Food Trend Detection

Introduction

  • Early detection of emerging food trends can translate into great business opportunities. Today, a lot of food-related discussions occur on social media platforms such as Twitter and Facebook. Thus, such social media content presents a potentially valuable and real-time source of intelligence that can be leveraged by retailers to better serve its customers.

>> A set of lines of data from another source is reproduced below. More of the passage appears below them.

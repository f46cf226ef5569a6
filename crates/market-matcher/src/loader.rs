//! Point layer ingestion from GeoJSON files
//!
//! Both layers carry projected (UTM meter) point geometries. Attribute names
//! follow the county elevator survey shapefiles the layers are exported from.

use crate::{DestinationPoint, MatcherError, OriginPoint, Projected, Result, UNKNOWN_CITY};
use geojson::{feature::Id, Feature, GeoJson, JsonObject, JsonValue};
use std::fs;
use std::path::Path;
use tracing::info;

const ORIGIN_LAYER: &str = "origin";
const DESTINATION_LAYER: &str = "destination";

// Origin attributes
const VOLUME_FIELD: &str = "Corn_bu";
const ORIGIN_ID_FIELD: &str = "CornID";

// Destination attributes
const NAME_FIELD: &str = "Company_Na";
const CITY_FIELD: &str = "City";
const TYPE_FIELD: &str = "type";
const SPOT_PRICE_FIELD: &str = "Spot";
const SPOT_BASIS_FIELD: &str = "Spot_K";
const OCTOBER_PRICE_FIELD: &str = "price_10_1";
const OCTOBER_BASIS_FIELD: &str = "basis_10_1";

fn ingestion_error(layer: &'static str, index: usize, message: impl AsRef<str>) -> MatcherError {
    MatcherError::Ingestion {
        layer,
        message: format!("feature {}: {}", index, message.as_ref()),
    }
}

/// Read a file as a GeoJSON FeatureCollection
fn read_features(path: &Path, layer: &'static str) -> Result<Vec<Feature>> {
    let text = fs::read_to_string(path)?;
    match text.parse::<GeoJson>()? {
        GeoJson::FeatureCollection(collection) => Ok(collection.features),
        _ => Err(MatcherError::Ingestion {
            layer,
            message: format!("{:?} is not a FeatureCollection", path),
        }),
    }
}

/// Projected point coordinates of a feature
fn point_of(feature: &Feature, layer: &'static str, index: usize) -> Result<Projected> {
    let geometry = feature
        .geometry
        .as_ref()
        .ok_or_else(|| ingestion_error(layer, index, "missing geometry"))?;

    match &geometry.value {
        geojson::Value::Point(position) if position.len() >= 2 => {
            let (x, y) = (position[0], position[1]);
            if !x.is_finite() || !y.is_finite() {
                return Err(ingestion_error(layer, index, "non-finite coordinates"));
            }
            Ok(Projected::new(x, y))
        }
        geojson::Value::Point(_) => Err(ingestion_error(layer, index, "point has fewer than 2 coordinates")),
        other => Err(ingestion_error(
            layer,
            index,
            format!("expected Point geometry, found {}", geometry_kind(other)),
        )),
    }
}

fn geometry_kind(value: &geojson::Value) -> &'static str {
    match value {
        geojson::Value::Point(_) => "Point",
        geojson::Value::MultiPoint(_) => "MultiPoint",
        geojson::Value::LineString(_) => "LineString",
        geojson::Value::MultiLineString(_) => "MultiLineString",
        geojson::Value::Polygon(_) => "Polygon",
        geojson::Value::MultiPolygon(_) => "MultiPolygon",
        geojson::Value::GeometryCollection(_) => "GeometryCollection",
    }
}

fn properties_of<'a>(feature: &'a Feature, layer: &'static str, index: usize) -> Result<&'a JsonObject> {
    feature
        .properties
        .as_ref()
        .ok_or_else(|| ingestion_error(layer, index, "missing properties"))
}

/// Required string attribute
fn required_str(props: &JsonObject, field: &str, layer: &'static str, index: usize) -> Result<String> {
    match props.get(field) {
        Some(JsonValue::String(s)) => Ok(s.clone()),
        Some(JsonValue::Null) | None => Err(ingestion_error(layer, index, format!("missing {}", field))),
        Some(other) => Err(ingestion_error(
            layer,
            index,
            format!("{} must be a string, found {}", field, other),
        )),
    }
}

/// Nullable numeric attribute
fn optional_f64(props: &JsonObject, field: &str, layer: &'static str, index: usize) -> Result<Option<f64>> {
    match props.get(field) {
        None | Some(JsonValue::Null) => Ok(None),
        Some(JsonValue::Number(n)) => n
            .as_f64()
            .filter(|v| v.is_finite())
            .map(Some)
            .ok_or_else(|| ingestion_error(layer, index, format!("{} is not a finite number", field))),
        Some(other) => Err(ingestion_error(
            layer,
            index,
            format!("{} must be a number, found {}", field, other),
        )),
    }
}

/// Nullable basis attribute; numbers are accepted and kept as text
fn optional_basis(props: &JsonObject, field: &str, layer: &'static str, index: usize) -> Result<Option<String>> {
    match props.get(field) {
        None | Some(JsonValue::Null) => Ok(None),
        Some(JsonValue::String(s)) => Ok(Some(s.clone())),
        Some(JsonValue::Number(n)) => Ok(Some(n.to_string())),
        Some(other) => Err(ingestion_error(
            layer,
            index,
            format!("{} must be a string, found {}", field, other),
        )),
    }
}

/// Feature id, `CornID` attribute, or the feature index
fn origin_id(feature: &Feature, props: &JsonObject, index: usize) -> String {
    match &feature.id {
        Some(Id::String(s)) => s.clone(),
        Some(Id::Number(n)) => n.to_string(),
        None => match props.get(ORIGIN_ID_FIELD) {
            Some(JsonValue::String(s)) => s.clone(),
            Some(JsonValue::Number(n)) => n.to_string(),
            _ => index.to_string(),
        },
    }
}

/// Strip non-breaking spaces left over from spreadsheet exports
fn clean_name(name: &str) -> String {
    name.replace('\u{a0}', "").trim().to_string()
}

/// Load origin production points
pub fn load_origins(path: impl AsRef<Path>) -> Result<Vec<OriginPoint>> {
    let path = path.as_ref();
    info!("Loading origins from {:?}", path);

    let features = read_features(path, ORIGIN_LAYER)?;
    let mut origins = Vec::with_capacity(features.len());

    for (i, feature) in features.iter().enumerate() {
        let location = point_of(feature, ORIGIN_LAYER, i)?;
        let props = properties_of(feature, ORIGIN_LAYER, i)?;

        let volume_bu = optional_f64(props, VOLUME_FIELD, ORIGIN_LAYER, i)?
            .ok_or_else(|| ingestion_error(ORIGIN_LAYER, i, format!("missing {}", VOLUME_FIELD)))?;
        if volume_bu < 0.0 {
            return Err(ingestion_error(
                ORIGIN_LAYER,
                i,
                format!("negative {} ({})", VOLUME_FIELD, volume_bu),
            ));
        }

        origins.push(OriginPoint {
            id: origin_id(feature, props, i),
            location,
            volume_bu,
        });
    }

    info!("Loaded {} origins", origins.len());

    Ok(origins)
}

/// Load candidate destinations
pub fn load_destinations(path: impl AsRef<Path>) -> Result<Vec<DestinationPoint>> {
    let path = path.as_ref();
    info!("Loading destinations from {:?}", path);

    let features = read_features(path, DESTINATION_LAYER)?;
    let mut destinations = Vec::with_capacity(features.len());

    for (i, feature) in features.iter().enumerate() {
        let location = point_of(feature, DESTINATION_LAYER, i)?;
        let props = properties_of(feature, DESTINATION_LAYER, i)?;

        let name = clean_name(&required_str(props, NAME_FIELD, DESTINATION_LAYER, i)?);
        let city = match props.get(CITY_FIELD) {
            None | Some(JsonValue::Null) => UNKNOWN_CITY.to_string(),
            Some(_) => required_str(props, CITY_FIELD, DESTINATION_LAYER, i)?,
        };

        destinations.push(DestinationPoint {
            name,
            city,
            location,
            kind: required_str(props, TYPE_FIELD, DESTINATION_LAYER, i)?,
            spot_price: optional_f64(props, SPOT_PRICE_FIELD, DESTINATION_LAYER, i)?,
            spot_basis: optional_basis(props, SPOT_BASIS_FIELD, DESTINATION_LAYER, i)?,
            october_price: optional_f64(props, OCTOBER_PRICE_FIELD, DESTINATION_LAYER, i)?,
            october_basis: optional_basis(props, OCTOBER_BASIS_FIELD, DESTINATION_LAYER, i)?,
        });
    }

    let complete = destinations
        .iter()
        .filter(|d| d.spot_price.is_some() && d.october_price.is_some())
        .count();
    info!(
        "Loaded {} destinations ({} priced for both periods)",
        destinations.len(),
        complete
    );

    Ok(destinations)
}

  • The purpose of this project is to help retailers see the rise and fall of certain categories of food before competitors do.

About the Dataset

  • The dataset contains over 4 million Facebook posts from 2011 to 2015

Method

  • The method I chose is to use co-occurrence matrix to find out which two words are most likely to appear together in the time series. In this project, I made the list of ingredients as the target word list. So, if two kinds of food appear beyond our expectation, or the number of their occurrence increases/decreases seasonally, we can regart it as a trend.

Potential approaches

  • LDA is one plausible way to discover the particular 'topic' which is ingredients from the facebook data through topic modeling. By ranking the frequency they appear togeter, we can know what kind of food is popular during certain period of time.

  • However, it would show plenty of popular words together at the same time. So, it is hard to detect the exact relationship of every two ingredients, which may make the food trend ambiguous.

image.png

Codes

Import useful packages

In [144]:
# import useful packages
import os
import numpy as np
import pandas as pd
import re
import nltk
from nltk.tokenize import sent_tokenize, word_tokenize
from nltk.corpus import stopwords
from tqdm import tqdm
import matplotlib.pyplot as plt
%matplotlib inline
In [27]:
# ignore some useless warnings
import warnings
def function():
    warnings.warn("deprecated", DeprecationWarning)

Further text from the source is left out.